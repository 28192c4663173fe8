use crate::cmd::VersionArgs;
use crate::exit::{CliResult, SUCCESS};

pub fn run(args: VersionArgs) -> CliResult<i32> {
    if !args.extended {
        println!("auxwire {}", env!("CARGO_PKG_VERSION"));
        return Ok(SUCCESS);
    }

    println!("name: auxwire");
    println!("version: {}", env!("CARGO_PKG_VERSION"));
    println!(
        "build_target: {}",
        option_env!("AUXWIRE_BUILD_TARGET").unwrap_or("unknown")
    );
    println!("target_os: {}", std::env::consts::OS);
    println!("target_arch: {}", std::env::consts::ARCH);
    println!(
        "features: session={}, async={}, cli=true",
        cfg!(feature = "session"),
        cfg!(feature = "async")
    );
    println!(
        "default_target: {}",
        auxwire_transport::DEFAULT_TCP_ADDR
    );

    Ok(SUCCESS)
}
/// Why a frame body could not have been produced by the encoder.
#[derive(Debug, Clone, Copy, PartialEq, Eq, thiserror::Error)]
pub enum MalformedReason {
    /// The encoder never emits an empty body.
    #[error("empty frame body")]
    Empty,

    /// A terminator byte appeared inside the body.
    #[error("unexpected terminator byte")]
    ZeroByte,

    /// A block length marker points past the end of the body.
    #[error("block code {code:#04x} runs past end of body")]
    BlockOverrun { code: u8 },

    /// An empty final block after a full block; the encoder never emits one.
    #[error("empty trailing block after a full block")]
    NonCanonical,
}

/// Errors that can occur during frame encoding/decoding.
#[derive(Debug, thiserror::Error)]
pub enum FrameError {
    /// The frame body is not valid COBS.
    #[error("malformed frame ({len} bytes): {reason} at offset {offset}")]
    Malformed {
        len: usize,
        offset: usize,
        reason: MalformedReason,
    },

    /// The stream ended after a partial frame with no terminator.
    #[error("stream ended mid-frame ({buffered} bytes buffered without terminator)")]
    Truncated { buffered: usize },

    /// More bytes than allowed arrived before a terminator, or an outbound
    /// payload would encode past the limit.
    #[error("frame too large ({size} bytes, max {max})")]
    TooLarge { size: usize, max: usize },

    /// An I/O error occurred while reading or writing frames.
    #[error("frame I/O error: {0}")]
    Io(#[from] std::io::Error),

    /// The stream accepted zero bytes of a frame write.
    #[error("connection closed (write accepted no bytes)")]
    ConnectionClosed,
}

pub type Result<T> = std::result::Result<T, FrameError>;
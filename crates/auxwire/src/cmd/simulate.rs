use auxwire::sim::SimulatedDevice;
use auxwire_session::SessionListener;
use tracing::{info, warn};

use crate::cmd::SimulateArgs;
use crate::exit::{session_error, CliResult, SUCCESS};
use crate::output::{print_listening, OutputFormat};

pub fn run(args: SimulateArgs, format: OutputFormat) -> CliResult<i32> {
    let listener =
        SessionListener::bind(args.bind.as_str()).map_err(|err| session_error("bind failed", err))?;
    print_listening(listener.local_addr(), format);

    let mut device = SimulatedDevice::with_climate(args.degrees_c, args.humidity);

    loop {
        let mut session = listener
            .accept()
            .map_err(|err| session_error("accept failed", err))?;

        match device.serve(&mut session) {
            Ok(answered) => info!(answered, total = device.handled(), "connection closed"),
            // One misbehaving host must not take the simulator down.
            Err(err) => warn!(error = %err, "connection dropped"),
        }

        if args.once {
            return Ok(SUCCESS);
        }
    }
}
//! Async link: one task sends commands while the main task prints replies.
//!
//! Run against the simulator:
//!   cargo run --example controller-sim
//!   cargo run --example async-monitor --features async -- tcp://127.0.0.1:1338

use std::time::Duration;

use auxwire::proto::Response;
use auxwire::session::{connect_async, AsyncController};
use auxwire::transport::{Endpoint, DEFAULT_TCP_ADDR};
use futures_util::{pin_mut, TryStreamExt};

#[tokio::main]
async fn main() -> Result<(), Box<dyn std::error::Error>> {
    let target = std::env::args()
        .nth(1)
        .unwrap_or_else(|| DEFAULT_TCP_ADDR.to_string());
    let endpoint: Endpoint = target.parse()?;

    let (sender, mut receiver) = connect_async(&endpoint).await?.split();

    let commands = tokio::spawn(async move {
        let mut controller = AsyncController::new(sender);
        let mut sent = 0usize;
        for duty in [0.0, 0.25, 0.5, 0.75, 1.0] {
            controller.set_light_duty(duty).await?;
            controller.query_temperature().await?;
            sent += 2;
            tokio::time::sleep(Duration::from_millis(200)).await;
        }
        Ok::<_, auxwire::session::SessionError>(sent)
    });

    let replies = receiver.receive_all::<Response>();
    pin_mut!(replies);
    let mut seen = 0usize;
    while let Some(response) = replies.try_next().await? {
        eprintln!("#{} {:?}", response.correlation_id, response.body);
        seen += 1;
        if seen == 10 {
            break;
        }
    }

    let sent = commands.await??;
    eprintln!("sent {sent} requests, printed {seen} replies");
    Ok(())
}
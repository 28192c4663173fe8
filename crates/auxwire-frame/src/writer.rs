use std::io::{ErrorKind, Write};

use bytes::BytesMut;

use crate::codec::{encode_frame, max_encoded_len, FrameConfig};
use crate::error::{FrameError, Result};
use crate::reader::transport_to_frame_error;

const INITIAL_BUFFER_CAPACITY: usize = 4 * 1024;

/// Writes complete COBS frames to any `Write` stream.
pub struct FrameWriter<T> {
    inner: T,
    buf: BytesMut,
    config: FrameConfig,
}

impl<T: Write> FrameWriter<T> {
    /// Create a new frame writer with default configuration.
    pub fn new(inner: T) -> Self {
        Self::with_config(inner, FrameConfig::default())
    }

    /// Create a new frame writer with explicit configuration.
    pub fn with_config(inner: T, config: FrameConfig) -> Self {
        Self {
            inner,
            buf: BytesMut::with_capacity(INITIAL_BUFFER_CAPACITY),
            config,
        }
    }

    /// Encode a payload, append the terminator, write it out and flush.
    ///
    /// The whole frame is handed to the stream as one buffer so that frames
    /// from a single writer never interleave.
    pub fn send(&mut self, payload: &[u8]) -> Result<()> {
        let worst_case = max_encoded_len(payload.len());
        if worst_case > self.config.max_frame_size {
            return Err(FrameError::TooLarge {
                size: worst_case,
                max: self.config.max_frame_size,
            });
        }

        self.buf.clear();
        encode_frame(payload, &mut self.buf);

        let mut offset = 0usize;
        while offset < self.buf.len() {
            match self.inner.write(&self.buf[offset..]) {
                Ok(0) => return Err(FrameError::ConnectionClosed),
                Ok(n) => offset += n,
                Err(err) if err.kind() == ErrorKind::Interrupted => continue,
                Err(err) => return Err(FrameError::Io(err)),
            }
        }

        self.flush()
    }

    /// Flush the underlying stream.
    ///
    /// `WouldBlock` is reported, not retried: on a blocking socket it is how
    /// an expired write timeout surfaces.
    pub fn flush(&mut self) -> Result<()> {
        loop {
            match self.inner.flush() {
                Ok(()) => return Ok(()),
                Err(err) if err.kind() == ErrorKind::Interrupted => continue,
                Err(err) => return Err(FrameError::Io(err)),
            }
        }
    }

    /// Borrow the underlying stream.
    pub fn get_ref(&self) -> &T {
        &self.inner
    }

    /// Mutably borrow the underlying stream.
    pub fn get_mut(&mut self) -> &mut T {
        &mut self.inner
    }

    /// Consume the writer and return the inner stream.
    pub fn into_inner(self) -> T {
        self.inner
    }

    /// Update maximum frame size for subsequent sends.
    pub fn set_max_frame_size(&mut self, max_frame_size: usize) {
        self.config.max_frame_size = max_frame_size;
    }

    /// Current frame writer configuration.
    pub fn config(&self) -> &FrameConfig {
        &self.config
    }
}

impl FrameWriter<auxwire_transport::AuxStream> {
    /// Create a frame writer for `AuxStream` and apply write timeout from config.
    pub fn with_config_stream(
        inner: auxwire_transport::AuxStream,
        config: FrameConfig,
    ) -> Result<Self> {
        inner
            .set_write_timeout(config.write_timeout)
            .map_err(transport_to_frame_error)?;
        Ok(Self::with_config(inner, config))
    }
}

• _WHAT NEEDS TO BE DONE_
Which lines in the records contain the word "sent"? Copy each one.

• _THE COMPLETED TASK_
        let mut sent = 0usize;
            sent += 2;
        Ok::<_, auxwire::session::SessionError>(sent)
    let sent = commands.await??;
    eprintln!("sent {sent} requests, printed {seen} replies");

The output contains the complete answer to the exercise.